The film’s repeated mayhem, and not its sex, earned it a deserved “R” rating.

Finding it: Widely available in VHS and DVD, in a variety of formats and “cuts.” The film has spawned an ardent fan club, with a huge On the Trail of the Last of the Mohicans website.

Next Time: A second, and improved, attempt to film Cooper’s “The Pathfinder.”

20. The Pathfinder (1996). [From The Freeman’s Journal, July 25, 2003]

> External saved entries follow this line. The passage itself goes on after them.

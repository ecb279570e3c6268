/// HTTP status codes the server emits.
#[derive(Debug, Clone, Copy, PartialEq, Eq)]
pub enum StatusCode {
    /// 200 OK
    Ok,
    /// 404 Not Found
    NotFound,
    /// 501 Not Implemented
    NotImplemented,
}

impl StatusCode {
    /// Returns the numeric HTTP status code.
    ///
    /// # Example
    ///
    /// ```
    /// # use filament::http::response::StatusCode;
    /// assert_eq!(StatusCode::Ok.as_u16(), 200);
    /// assert_eq!(StatusCode::NotFound.as_u16(), 404);
    /// ```
    pub fn as_u16(&self) -> u16 {
        match self {
            StatusCode::Ok => 200,
            StatusCode::NotFound => 404,
            StatusCode::NotImplemented => 501,
        }
    }

    /// Returns the standard HTTP reason phrase for this status code.
    pub fn reason_phrase(&self) -> &'static str {
        match self {
            StatusCode::Ok => "OK",
            StatusCode::NotFound => "Not Found",
            StatusCode::NotImplemented => "Not Implemented",
        }
    }
}

/// The head of an HTTP response: status line plus ordered headers.
///
/// Headers keep insertion order because the wire format here is fixed
/// (Content-Length, Server, Content-Type). The body is never part of this
/// type; the writer streams it separately so large files are not buffered.
#[derive(Debug)]
pub struct ResponseHead {
    version: String,
    status: StatusCode,
    headers: Vec<(String, String)>,
}

impl ResponseHead {
    /// Creates a response head echoing the request's HTTP version.
    pub fn new(version: impl Into<String>, status: StatusCode) -> Self {
        Self {
            version: version.into(),
            status,
            headers: Vec::new(),
        }
    }

    /// Appends a header.
    pub fn header(mut self, key: impl Into<String>, value: impl Into<String>) -> Self {
        self.headers.push((key.into(), value.into()));
        self
    }

    /// The status line alone, CRLF-terminated.
    ///
    /// Minimal 404/501 replies consist of exactly this: no headers, no
    /// blank-line terminator, no body.
    pub fn status_line(&self) -> String {
        format!(
            "{} {} {}\r\n",
            self.version,
            self.status.as_u16(),
            self.status.reason_phrase()
        )
    }

    /// Serializes status line, headers, and the blank-line terminator.
    pub fn serialize(&self) -> Vec<u8> {
        let mut buf = Vec::new();

        buf.extend_from_slice(self.status_line().as_bytes());

        for (key, value) in &self.headers {
            buf.extend_from_slice(key.as_bytes());
            buf.extend_from_slice(b": ");
            buf.extend_from_slice(value.as_bytes());
            buf.extend_from_slice(b"\r\n");
        }

        buf.extend_from_slice(b"\r\n");

        buf
    }
}
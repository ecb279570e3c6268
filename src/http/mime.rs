//! Content-type lookup based on file extensions.
//!
//! The table is fixed at compile time and shared by every connection with no
//! synchronization. Lookup is case-sensitive: `HTML` is not `html` and falls
//! through to the generic type.

use std::path::Path;

/// Content type used when the extension is unknown or absent.
pub const FALLBACK: &str = "application/octet-stream";

/// Maps a file extension (no leading dot) to its content-type string.
pub fn resolve(extension: &str) -> &'static str {
    match extension {
        "html" | "htm" => "text/html",
        "css" => "text/css",
        "js" => "application/javascript",
        "pdf" => "application/pdf",
        "png" => "image/png",
        "jpg" | "jpeg" => "image/jpeg",
        "gif" => "application/gif",
        "mp3" => "audio/mpeg3",
        "mov" => "video/quicktime",
        _ => FALLBACK,
    }
}

/// Resolves the content type for a filesystem path from its extension.
pub fn for_path(path: &Path) -> &'static str {
    path.extension()
        .and_then(|ext| ext.to_str())
        .map(resolve)
        .unwrap_or(FALLBACK)
}
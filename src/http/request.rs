/// HTTP request methods.
///
/// The full set of verb tokens the request-line grammar admits. Only GET and
/// HEAD are actually served; the rest parse successfully and are answered
/// with 501 Not Implemented.
#[derive(Debug, Clone, Copy, PartialEq, Eq)]
pub enum Method {
    /// GET - Retrieve a resource
    Get,
    /// POST - Create or submit data
    Post,
    /// HEAD - Like GET but without the response body
    Head,
    /// OPTIONS - Describe communication options
    Options,
    /// CONNECT - Establish a tunnel
    Connect,
    /// TRACE - Message loop-back test
    Trace,
    /// DELETE - Delete a resource
    Delete,
    /// PUT - Replace a resource
    Put,
}

impl Method {
    /// Parses an HTTP method token (case-sensitive, uppercase).
    ///
    /// Returns `None` for anything outside the known verb set.
    pub fn from_token(s: &str) -> Option<Self> {
        match s {
            "GET" => Some(Method::Get),
            "POST" => Some(Method::Post),
            "HEAD" => Some(Method::Head),
            "OPTIONS" => Some(Method::Options),
            "CONNECT" => Some(Method::Connect),
            "TRACE" => Some(Method::Trace),
            "DELETE" => Some(Method::Delete),
            "PUT" => Some(Method::Put),
            _ => None,
        }
    }

    pub fn as_str(&self) -> &'static str {
        match self {
            Method::Get => "GET",
            Method::Post => "POST",
            Method::Head => "HEAD",
            Method::Options => "OPTIONS",
            Method::Connect => "CONNECT",
            Method::Trace => "TRACE",
            Method::Delete => "DELETE",
            Method::Put => "PUT",
        }
    }
}

/// A parsed request line.
///
/// Built once by the parser, never mutated, discarded after the response is
/// written. Headers and bodies are intentionally absent: the server only
/// consumes the request line.
#[derive(Debug, Clone)]
pub struct Request {
    /// The HTTP method (GET, HEAD, ...)
    pub method: Method,
    /// The request path with any query string removed (e.g. "/index.html")
    pub path: String,
    /// The query string, `?` included, if the target carried one
    pub query: Option<String>,
    /// HTTP version token as received (e.g. "HTTP/1.1")
    pub version: String,
}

Background: Like its predecessors in 1920 and 1936, Michael Mann’s 1992 ‘Last of the Mohicans’ set a new style for Cooper-based films ‘ both as to the portrayal of Natty Bumppo and that of Native Americans. The 1996 film of Cooper’s ‘The Pathfinder,’ heavily marketed as ‘The Final Chapter to ‘The Last of the Mohicans’ Saga’ painstakingly sought to imitate the new style, though on a smaller budget.

Kevin Dillon, evidently chosen for his resemblance to Daniel Day-Lewis, plays a young, virile, and bashful Natty Bumppo in the title role. Laurie Holden is the blonde and beautiful Mabel Dunham who loves him, while Jasper Western (here called Ensign Weston) is played by a likable and very young-looking Canadian named Jaimz Woolvett.

As for the Indians, veteran Native-American Oneida actor Graham Greene, noted for his Oscar nomination in “Dances With Wolves,” was picked for Chingachgook. Michael Mann’s Chingachgook, the Indian political activist Russell Means — in a reversal of roles — makes a “Special Appearance” as the treacherous Tuscarora, Arrowhead. He leads a “posse” of hostile, war-whooping Indians, whose sometimes pudgy bellies seem rather to conflict with their carefully applied tattoos, war-paint, and “authentic” breech clouts.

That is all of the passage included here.